Their strategy to limit the subject matter and make it go quickly produced a completely partisan response from the Republicans. They drove Republicans into a corner and the result was the whole impeachment process itself was very partisan. And they failed. They impeached Trump, but they didn't convict him. And to do that they would have needed Republicans, who, as I say, they had pushed away. So anything I would have had to have said would have been lost in the shuffle. Especially because many Republicans in the Senate said flatly, we think Trump did what the Democrats said he did on Ukraine. But we don't think that conduct, however reprehensible it is, rises to the level of an impeachable offence. I wouldn't have said anything that most Republicans weren't willing to concede anyway. They just weren't going to vote to convict Trump.
Q. What led to your dismissal?
Well, I left because of an accumulation of disagreements with the President on dealing with China, Russia, Iran, North Korea, Venezuela, the Middle East, you name it. So, there was no one particular flashpoint—it was the accumulation of things, and I think a lot of other people left the administration in a similar kind of way.
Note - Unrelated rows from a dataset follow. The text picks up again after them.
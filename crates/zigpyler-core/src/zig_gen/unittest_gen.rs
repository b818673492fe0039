//! Unittest scaffolding (component E).
//!
//! Test classes are collected and run sequentially on one thread: the
//! generated runtime keeps exception messages in thread-local storage,
//! so interleaving tests would cross their failure text. Each test
//! method gets a context struct, a runner that brackets it with
//! `setUp`/`tearDown` and stores PASS/FAIL into a shared result slot,
//! and one report line in source-declaration order.

use anyhow::Result;
use zigpyler_hir::scope::child_scope;
use zigpyler_hir::{HirDecorator, HirExpr, Literal};

use super::context::ZigBackend;
use crate::class_registry::ClassInfo;

/// Assertions that delegate one-to-one to runtime helpers.
const SIMPLE_ASSERTIONS: &[&str] = &[
    "assertEqual",
    "assertNotEqual",
    "assertTrue",
    "assertFalse",
    "assertIsNone",
    "assertIsNotNone",
    "assertGreater",
    "assertGreaterEqual",
    "assertLess",
    "assertLessEqual",
    "assertIn",
    "assertNotIn",
    "assertAlmostEqual",
    "assertCountEqual",
];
I think that's the right thing to do when you can't carry out instructions because you disagree with them so profoundly, and you think that the President is not listening to your advice. I think the White House since I've left has grown more disorganised and more chaotic. That may have been inevitable even if I'd stayed—the chaos is not due to the senior advisors, the chaos is due to the President himself. And the more inexperienced his advisors are, the greater the chance that the chaos will spread.
Q. What lies ahead for you and which candidate would you endorse?
I'll go back to doing what I did before I was in the government. I'm going to write, speak and go on television, that sort of thing. In terms of the election, I don't think we know in the country who will win at this point—Trump is behind in the polls, but that doesn't say anything. There's still three months to go, which is an eternity in American politics.
I'm not going to vote for Trump. But I'm not going to vote for Biden either, because I disagree with his policy. So, I will do what you can do in most American states, I will write in the name of a somebody yet to be determined, rather than vote for one of the two of them. I live in the state of Maryland and Biden will carry Maryland overwhelmingly and will get its votes. So, my vote really won’t make any difference.